= Entrepreneurial orientation =

Entrepreneurial orientation (EO) is a company-level strategic orientation assessment which captures an organization's strategy-making practices, managerial philosophies, and firm behaviors that are entrepreneurial in nature.

== History ==
By 2015, Entrepreneurial orientation had become one of the established and researched constructs in the entrepreneurship literature. A general commonality among past conceptualizations of EO is the inclusion of innovativeness, proactiveness, and risk-taking as core defining aspects or dimensions of the orientation.

EO has been shown to be a strong predictor of firm performance with a meta-analysis of past research indicating a correlation in magnitude roughly equivalent to the prescription of taking sleeping pills and getting better sleep. Still, some research has argued that EO does not enhance the performance for all firms. Instead, EO can be argued not to be a simple performance enhancing attribute but rather enhancing if it is applied under the right circumstances of the firm. In some cases, EO can even be disadvantageous for firms, if the situation of the firm does not fit with applying EO. Different situations (also known as context) can be the environment that the firm is situated within or internal situations such as structure and strategy.

== Assessment ==
Entrepreneurial orientation has most frequently been assessed using a nine-item psychometric instrument developed by Jeff Covin and Dennis Slevin. This instrument captures the perspective of Danny Miller that EO is a ‘collective catchall’ construct which represents what it means for a firm to be considered entrepreneurial across a wide range of contexts. A seminal quote from Miller (1983, p. 780):

“In general, theorists would not call a firm entrepreneurial if it changed its technology or product line simply by directly imitating competitors while refusing to take any risks. Some proactiveness would be essential as well. By the same token, risk-taking firms that are highly leveraged financially are not necessarily entrepreneurial. They must also engage in product market or technological innovation.”
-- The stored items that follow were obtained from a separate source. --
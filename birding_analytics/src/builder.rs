pub use crate::config::*;
use crate::states::normalize_state;

use log::debug;
use std::collections::{HashMap, HashSet};

/// The number of dates kept for each county.
pub const TOP_DATES_PER_COUNTY: usize = 3;

#[derive(Eq, PartialEq, Debug, Clone, Hash)]
struct CountyKey {
    state: Option<String>,
    county: String,
}

// The species seen in one county on one date.
// A missing species value is a value of its own.
#[derive(Eq, PartialEq, Debug, Clone)]
struct DateBucket {
    date: String,
    species: HashSet<Option<String>>,
}

// Buckets are kept in order of first appearance so that ties in the ranking
// follow the input order.
#[derive(Eq, PartialEq, Debug, Clone)]
struct CountyGroup {
    key: CountyKey,
    buckets: Vec<DateBucket>,
    bucket_index: HashMap<String, usize>,
}

impl CountyGroup {
    fn new(key: CountyKey) -> CountyGroup {
        CountyGroup {
            key,
            buckets: Vec::new(),
            bucket_index: HashMap::new(),
        }
    }

    fn insert(&mut self, date: String, species: Option<String>) {
        let idx = match self.bucket_index.get(&date) {
            Some(idx) => *idx,
            None => {
                self.buckets.push(DateBucket {
                    date: date.clone(),
                    species: HashSet::new(),
                });
                self.bucket_index.insert(date, self.buckets.len() - 1);
                self.buckets.len() - 1
            }
        };
        self.buckets[idx].species.insert(species);
    }

    fn ranking(&self) -> CountyRanking {
        let mut dates: Vec<DateCount> = self
            .buckets
            .iter()
            .map(|b| DateCount {
                date: b.date.clone(),
                species_count: b.species.len(),
            })
            .collect();
        // Stable: equal counts stay in input order.
        dates.sort_by(|a, b| b.species_count.cmp(&a.species_count));
        dates.truncate(TOP_DATES_PER_COUNTY);
        CountyRanking {
            state: self.key.state.clone(),
            county: self.key.county.clone(),
            dates,
        }
    }
}

/// Accumulates sightings, one row at a time.
///
/// The builder is the incremental form of `tally_sightings`.
///
/// ```
/// use birding_analytics::builder::Builder;
///
/// let mut builder = Builder::new();
/// builder.add("US-TX", "Travis", "2024-01-01", "1");
/// builder.add("US-TX", "Travis", "2024-01-01", "2");
/// builder.add("US-TX", "Travis", "2024-01-01", "2");
///
/// let tally = builder.build();
/// assert_eq!(tally.rankings[0].state.as_deref(), Some("Texas"));
/// assert_eq!(tally.rankings[0].dates[0].species_count, 2);
/// ```
#[derive(Debug, Clone, Default)]
pub struct Builder {
    groups: Vec<CountyGroup>,
    group_index: HashMap<CountyKey, usize>,
    rows_read: usize,
    rows_skipped: usize,
}

impl Builder {
    pub fn new() -> Builder {
        Builder::default()
    }

    /// Adds a complete sighting.
    pub fn add(&mut self, state: &str, county: &str, date: &str, species: &str) -> bool {
        self.add_sighting(&Sighting::new(state, county, date, species))
    }

    /// Adds a sighting from an export.
    ///
    /// Returns false if the row was dropped because it has no county.
    pub fn add_sighting(&mut self, sighting: &Sighting) -> bool {
        self.rows_read += 1;
        let county = match sighting.county.as_deref() {
            Some(c) if !c.is_empty() => c,
            _ => {
                debug!("add_sighting: no county, skipping {:?}", sighting);
                self.rows_skipped += 1;
                return false;
            }
        };
        let key = CountyKey {
            state: normalize_state(sighting.state.as_deref()),
            county: county.to_string(),
        };
        let idx = match self.group_index.get(&key) {
            Some(idx) => *idx,
            None => {
                debug!("add_sighting: new county {:?}", key);
                self.groups.push(CountyGroup::new(key.clone()));
                self.group_index.insert(key, self.groups.len() - 1);
                self.groups.len() - 1
            }
        };
        let date = sighting.date.clone().unwrap_or_default();
        self.groups[idx].insert(date, sighting.species.clone());
        true
    }

    /// The number of distinct counties seen so far.
    pub fn num_counties(&self) -> usize {
        self.groups.len()
    }

    /// Ranks the dates of every county.
    ///
    /// The rankings come in order of first appearance of each county.
    pub fn build(self) -> Tally {
        let rankings: Vec<CountyRanking> = self.groups.iter().map(|g| g.ranking()).collect();
        Tally {
            rankings,
            rows_read: self.rows_read,
            rows_skipped: self.rows_skipped,
        }
    }
}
Reviews of the Entrepreneurial orientation literature indicate that the majority of prior studies have adopted Miller's perspective of EO as the combination of innovativeness, proactiveness, and risk-taking.

Lumpkin and Dess offer an alternative view of EO as the combination of five dimensions, those put forth by Miller/Covin and Slevin as well as competitive aggressiveness and autonomy. Moreover, they suggest that additional insights stand to be gained from investigating the dimensions independently. Proceeding research has suggested that there is value in examining EO according to either conceptualization depending upon the demands of the research question being addressed. Research on the individual dimensions of risk-taking, proactiveness and innovativeness has found that the dimensions can combine in different ways to form configurations.

Taken together, as a strategic orientation EO enhances firm performance as well as overall variance in a firm’s performance. Increased variance occurs as result of the observation that many entrepreneurial actions ultimately fail to generate an economic return thereby contributing to an increased distribution of firm performance outcomes. As a core firm strategic orientation, the breadth and depth of research on EO continues to expand as the concept is adopted to understand the effects of being entrepreneurial across an increasing number of research contexts.

The recent study has extended into green entrepreneurial orientation, which highlights the green technological leadership, green products, green administrative techniques, and green operation technology.

However, the traditional use of EO has been focused on explanations, such as those within natural science, combined with a conception of entrepreneurs as possessing exceptional traits or exceptional risk-takers, as heroic individuals: these perspectives are incorrect. Recent studies propose a critical process re-conceptualization of EO aimed at opportunity designing in uncertain contexts as well as (proto) organizational projects. The major contributions are theoretical frameworks or empirical works under a process perspective that brings together research fields that have been isolated for too long, focusing on the interplay between routines and artifacts (as rules), agency and structure, sense-making and decision-making.